Es besteht offensichtlich Beratungsbedarf, um sich im Hochschulalltag in bewegten Zeiten zurechtzufinden, u. a. zur Stärkung der Selbstwirksamkeit und Unsicherheitstoleranz. In Anlehnung an Antonovsky gilt es allgemeiner, die Fähigkeit der Studierenden zu stärken, Spannung zu lösen und ihre Transformation in Stress zu verhindern (Antonovsky 1991, S. 118).

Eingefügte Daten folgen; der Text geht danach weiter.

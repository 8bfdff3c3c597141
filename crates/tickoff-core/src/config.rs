//! Auto-complete configuration, read from the environment.
//!
//! | key                            | unit    | default |
//! |--------------------------------|---------|---------|
//! | `AUTO_COMPLETE_DELAY`          | minutes | 10      |
//! | `AUTO_COMPLETE_DELAY_SECS`     | seconds | (unset) |
//! | `AUTO_COMPLETE_WORKERS`        | count   | 5       |
//! | `AUTO_COMPLETE_QUEUE_CAPACITY` | jobs    | 100     |
//! | `AUTO_COMPLETE_MAX_IN_FLIGHT`  | jobs    | 1024    |
//!
//! `AUTO_COMPLETE_DELAY_SECS` wins over `AUTO_COMPLETE_DELAY` when both are
//! set. Unparsable values fall back to the default with a warning; zero
//! counts are rejected.

use std::str::FromStr;
use std::time::Duration;

use tracing::{debug, warn};

use crate::app::worker_pool::DEFAULT_MAX_IN_FLIGHT;
use crate::error::ConfigError;
use crate::queue::DEFAULT_CAPACITY;

pub const DELAY_MINUTES_KEY: &str = "AUTO_COMPLETE_DELAY";
pub const DELAY_SECS_KEY: &str = "AUTO_COMPLETE_DELAY_SECS";
pub const WORKERS_KEY: &str = "AUTO_COMPLETE_WORKERS";
pub const QUEUE_CAPACITY_KEY: &str = "AUTO_COMPLETE_QUEUE_CAPACITY";
pub const MAX_IN_FLIGHT_KEY: &str = "AUTO_COMPLETE_MAX_IN_FLIGHT";

const DEFAULT_DELAY_MINUTES: u64 = 10;
const DEFAULT_WORKERS: usize = 5;

#[derive(Debug, Clone, PartialEq, Eq)]
pub struct AutoCompleteConfig {
    pub delay: Duration,
    pub worker_count: usize,
    pub queue_capacity: usize,
    pub max_in_flight: usize,
}

impl Default for AutoCompleteConfig {
    fn default() -> Self {
        Self {
            delay: Duration::from_secs(DEFAULT_DELAY_MINUTES * 60),
            worker_count: DEFAULT_WORKERS,
            queue_capacity: DEFAULT_CAPACITY,
            max_in_flight: DEFAULT_MAX_IN_FLIGHT,
        }
    }
}

impl AutoCompleteConfig {
    pub fn from_env() -> Result<Self, ConfigError> {
        Self::from_lookup(|key| std::env::var(key).ok())
    }

    /// Load through `lookup` instead of the process environment.
    pub fn from_lookup<F>(lookup: F) -> Result<Self, ConfigError>
    where
        F: Fn(&str) -> Option<String>,
    {
        let defaults = Self::default();

        let delay = match parse::<u64, _>(&lookup, DELAY_SECS_KEY) {
            Some(secs) => Duration::from_secs(secs),
            None => Duration::from_secs(
                parse(&lookup, DELAY_MINUTES_KEY).unwrap_or(DEFAULT_DELAY_MINUTES) * 60,
            ),
        };

        let config = Self {
            delay,
            worker_count: parse(&lookup, WORKERS_KEY).unwrap_or(defaults.worker_count),
            queue_capacity: parse(&lookup, QUEUE_CAPACITY_KEY).unwrap_or(defaults.queue_capacity),
            max_in_flight: parse(&lookup, MAX_IN_FLIGHT_KEY).unwrap_or(defaults.max_in_flight),
        };
        config.validate()?;
        Ok(config)
    }

    pub fn validate(&self) -> Result<(), ConfigError> {
        for (key, value) in [
            (WORKERS_KEY, self.worker_count),
            (QUEUE_CAPACITY_KEY, self.queue_capacity),
            (MAX_IN_FLIGHT_KEY, self.max_in_flight),
        ] {
            if value == 0 {
                return Err(ConfigError::OutOfRange { key, value });
            }
        }
        Ok(())
    }
}

fn parse<T, F>(lookup: &F, key: &str) -> Option<T>
where
    T: FromStr,
    F: Fn(&str) -> Option<String>,
{
    let raw = lookup(key).filter(|v| !v.trim().is_empty());
    let Some(raw) = raw else {
        debug!(key, "not set, using default");
        return None;
    };
    match raw.trim().parse() {
        Ok(value) => Some(value),
        Err(_) => {
            warn!(key, value = %raw, "invalid value, using default");
            None
        }
    }
}
//! Completion job queue.
//!
//! The queue carries todo ids only. Status and every other field are re-read
//! from the store when the job fires, so a job never acts on a stale snapshot.

mod bounded;

pub use bounded::{DEFAULT_CAPACITY, JobQueue, JobReceiver};

use serde::{Deserialize, Serialize};
use std::fmt;

use crate::domain::TodoId;

/// A scheduled request to re-check (and maybe auto-complete) one todo.
#[derive(Debug, Clone, Copy, PartialEq, Eq, Hash, Serialize, Deserialize)]
pub struct CompletionJob {
    todo_id: TodoId,
}

impl CompletionJob {
    pub fn new(todo_id: TodoId) -> Self {
        Self { todo_id }
    }

    pub fn todo_id(&self) -> TodoId {
        self.todo_id
    }
}

impl From<TodoId> for CompletionJob {
    fn from(todo_id: TodoId) -> Self {
        Self::new(todo_id)
    }
}

impl fmt::Display for CompletionJob {
    fn fmt(&self, f: &mut fmt::Formatter<'_>) -> fmt::Result {
        write!(f, "complete({})", self.todo_id)
    }
}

Die psychologischen Beratungsstellen der Hochschule reichen nicht mehr aus. Mittelfristig muss es darum gehen, im Sinne eines Hochschul-Gesundheitsmanagements mehrere aufeinander abgestimmte Bausteine zur Unterstützung der Aufrechterhaltung der studentischen Gesundheit anzubieten. Ein Baustein könnte das Angebot eines Gesundheitscoachings für alle Studierende sein, mithin ein Beratungsangebot, das sie darin unterstützt, ihre Studien- und Lebensumstände zu reflektieren und für sie passende Bewältigungsstrategien zu entwickeln (Lewkowicz 2017). Daneben könnten die Studierenden, die ihr Studium unterbrochen oder innerlich abgebrochen haben, gezielt mit Rückkehr-Angeboten angesprochen werden. Diese Empfehlungen auf organisatorischer Ebene sind wohl unabhängig von der in diesem Praxisbericht referierten, sehr eingeschränkten, Datenlage übertragbar auf Hochschulen insgesamt (dazu weitergehend Burian et al. 2023). Ansatzpunkte, wie die Westfälische Hochschule und andere Hochschulen die Studienbedingungen verbessern könnten, lassen sich recht einfach aus den Abfragen herauslesen: mehr soziale Angebote, mehr Struktur und Transparenz sowie Partizipation.